CLEVELAND (Legal Newsline) - The private lawyers who have recruited cities around the country to try to collect local taxes on video streaming services have asked a federal court to make their Ohio lawsuit a class action on behalf of every municipality in the state.
In a recent filing, lawyers at DiCello Levitt Gutzler, Nix Patterson and Schneider Wallace Cottrell Konecky told U.S. District Judge James Gwin their lawsuit on behalf of the city of Maple Heights is “tailor-made for class certification” because it presents the basic questions at issue in every similar case. The lawyers claim Netflix, Hulu and other streaming content providers should collect a 5% tax from viewers under Ohio’s cable-television franchise law.
Netflix and Hulu argue the lawsuit is an unwarranted money grab that is blocked by a federal law prohibiting local taxes on video services and violates the First Amendment because it seeks to discriminate against specific providers of video content.
Despite these arguments, Judge Hull has allowed the case to proceed. In January, he rejected the streaming services’ argument Maple Heights had admitted these flaws by failing to meet a December deadline to present counterarguments. The judge said its failure was a mistake the city could correct later.
In the motion for class certification, the lawyers for Maple Heights say it is undisputed that Netflix and Hulu transmit their signals over wires to subscribers living inside the borders of Ohio municipalities. The central question a class action could answer is whether their content represents the “video services” described in Ohio’s cable-television franchise law, they say.
“Defendants cannot reasonably dispute that the infrastructure of Internet service providers in municipalities in the State of Ohio, including Maple Heights, are located in public rights-of-way and, without the use of such infrastructure, they would be unable to deliver their video programming to their subscribers,” the lawyers say.
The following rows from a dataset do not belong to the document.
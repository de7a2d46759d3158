//! Concurrent batch dispatch with per-batch outcomes.

use futures::{StreamExt, stream};

use crate::{
   Result,
   api::{RemoteIndex, UploadMode},
   batch::Batch,
   error::Error,
   sync::{SyncProgress, SyncProgressCallback, SyncStage},
};

#[derive(Debug)]
pub struct BatchOutcome {
   pub batch_index: usize,
   pub files:       usize,
   pub bytes:       usize,
   pub error:       Option<Error>,
}

impl BatchOutcome {
   pub const fn is_ok(&self) -> bool {
      self.error.is_none()
   }
}

#[derive(Debug, Clone, Copy, PartialEq, Eq)]
pub enum UploadStatus {
   /// Every batch was confirmed.
   Complete,
   /// No batch was confirmed.
   NothingApplied,
   /// Some batches were confirmed and some were not.
   Partial,
}

/// Outcomes of one run, ordered by batch index.
#[derive(Debug, Default)]
pub struct UploadReport {
   pub outcomes: Vec<BatchOutcome>,
}

impl UploadReport {
   pub fn total(&self) -> usize {
      self.outcomes.len()
   }

   pub fn succeeded(&self) -> usize {
      self.outcomes.iter().filter(|o| o.is_ok()).count()
   }

   pub fn failed(&self) -> usize {
      self.total() - self.succeeded()
   }

   pub fn status(&self) -> UploadStatus {
      match (self.succeeded(), self.failed()) {
         (_, 0) => UploadStatus::Complete,
         (0, _) => UploadStatus::NothingApplied,
         _ => UploadStatus::Partial,
      }
   }

   pub fn errors(&self) -> impl Iterator<Item = (usize, &Error)> {
      self
         .outcomes
         .iter()
         .filter_map(|o| o.error.as_ref().map(|e| (o.batch_index, e)))
   }

   /// Turns any failure into [`Error::UploadFailed`] when nothing was
   /// applied, or [`Error::PartialUpload`] when some batches were.
   pub fn into_result(self) -> Result<Self> {
      let (succeeded, failed, total) = (self.succeeded(), self.failed(), self.total());
      match self.status() {
         UploadStatus::Complete => Ok(self),
         UploadStatus::NothingApplied => Err(Error::UploadFailed { failed, total }),
         UploadStatus::Partial => Err(Error::PartialUpload { succeeded, failed, total }),
      }
   }
}

/// Sends batches with at most `concurrency` requests in flight. Failed
/// batches are reported, never retried.
pub struct UploadCoordinator {
   concurrency: usize,
}

impl UploadCoordinator {
   pub fn new(concurrency: usize) -> Self {
      Self { concurrency: concurrency.max(1) }
   }

   pub async fn upload<R: RemoteIndex + ?Sized>(
      &self,
      remote: &R,
      batches: &[Batch],
      mode: UploadMode,
      callback: &mut dyn SyncProgressCallback,
   ) -> UploadReport {
      let total = batches.len();
      let mut outcomes = Vec::with_capacity(total);

      let mut pending = stream::iter(batches)
         .map(|batch| async move {
            let result = remote.upload(batch, mode).await;
            BatchOutcome {
               batch_index: batch.batch_index,
               files:       batch.files.len(),
               bytes:       batch.content_bytes(),
               error:       result.err(),
            }
         })
         .buffer_unordered(self.concurrency);

      while let Some(outcome) = pending.next().await {
         match &outcome.error {
            None => tracing::debug!(
               "batch {}/{} applied ({} files, {} bytes)",
               outcome.batch_index + 1,
               total,
               outcome.files,
               outcome.bytes
            ),
            Some(e) => tracing::warn!("batch {}/{} failed: {e}", outcome.batch_index + 1, total),
         }
         outcomes.push(outcome);
         callback.progress(SyncProgress {
            stage:     SyncStage::Uploading,
            processed: outcomes.len(),
            total,
         });
      }

      outcomes.sort_by_key(|o| o.batch_index);
      UploadReport { outcomes }
   }
}
//! Local file discovery: ignore rules, path keys and directory scanning.

pub mod discovery;
pub mod ignore;
pub mod path;

pub use discovery::{ContentCache, DirectoryScanner, ScannedFile, ensure_within_size};
pub use ignore::{IgnoreMatcher, IgnoreRules, PatternCache, Scope};
pub use path::{canonical_root, normalize_relative, path_key};
//! CLI command implementations for insight.
//!
//! Each module corresponds to one subcommand. They share engine setup and
//! progress bar styling from here.

use std::{
   path::{Path, PathBuf},
   sync::Arc,
};

use indicatif::{ProgressBar, ProgressStyle};

use crate::{
   Result,
   api::HttpRemote,
   config,
   sync::{SyncEngine, SyncOptions},
};

pub mod init;
pub mod query;
pub mod status;
pub mod sync;
pub mod uninit;

/// Resolves the target directory, defaulting to the current one.
pub fn resolve_root(path: Option<PathBuf>) -> Result<PathBuf> {
   match path {
      Some(p) => Ok(p),
      None => Ok(std::env::current_dir()?),
   }
}

/// Loads configuration for `root` and builds an engine over the HTTP remote.
pub fn engine(root: &Path) -> Result<SyncEngine<HttpRemote>> {
   let cfg = config::init_for_root(root);
   config::validate_config(cfg)?;
   let remote = HttpRemote::from_config(cfg)?;
   Ok(SyncEngine::new(root, Arc::new(remote), SyncOptions::from_config(cfg)))
}

pub(crate) fn progress_bar(hidden: bool) -> ProgressBar {
   if hidden {
      return ProgressBar::hidden();
   }
   let pb = ProgressBar::new(0);
   if let Ok(style) = ProgressStyle::default_bar()
      .template("{spinner:.green} {msg} [{bar:40.cyan/blue}] {pos}/{len}")
   {
      pb.set_style(style.progress_chars("█▓░"));
   }
   pb
}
In an acknowledgement of the true economic basis for the claims, they add that Netflix, Hulu and others present video programming that is identical to the fare on cable and traditional broadcast TV. Lawyers promote this litigation to cities as a way to make up for declining franchise revenue from cable TV franchise fees as viewers shift to streaming services.
The streaming services say the lawsuit, if successful, would require consumers to pay a 5% tax on a narrow slice of video providers and ignore the various ways they receive content, including over cellphones. The lawyers say that doesn’t matter, since cities would calculate the taxes based on the bills sent to consumers inside their borders, regardless of how they watch the content.
DiCello Levitt, which also represents government clients suing over the chemical PFAS, negotiated a 33% fee for itself and co-counsel in the video lawsuit. Nix Patterson, also part of the team representing Maple Heights, collected part of a $60 million fee award in Oklahoma’s lawsuit against Purdue Pharma.
In their request for class certification, the lawyers describe themselves as “highly-qualified counsel with extensive experience conducting class and complex litigation, particularly in the context of franchise requirements for video service providers.” They said they have “committed significant resources to developing the claims in this case” and are pursuing similar litigation in Arkansas, California, Nevada, Tennessee and Texas.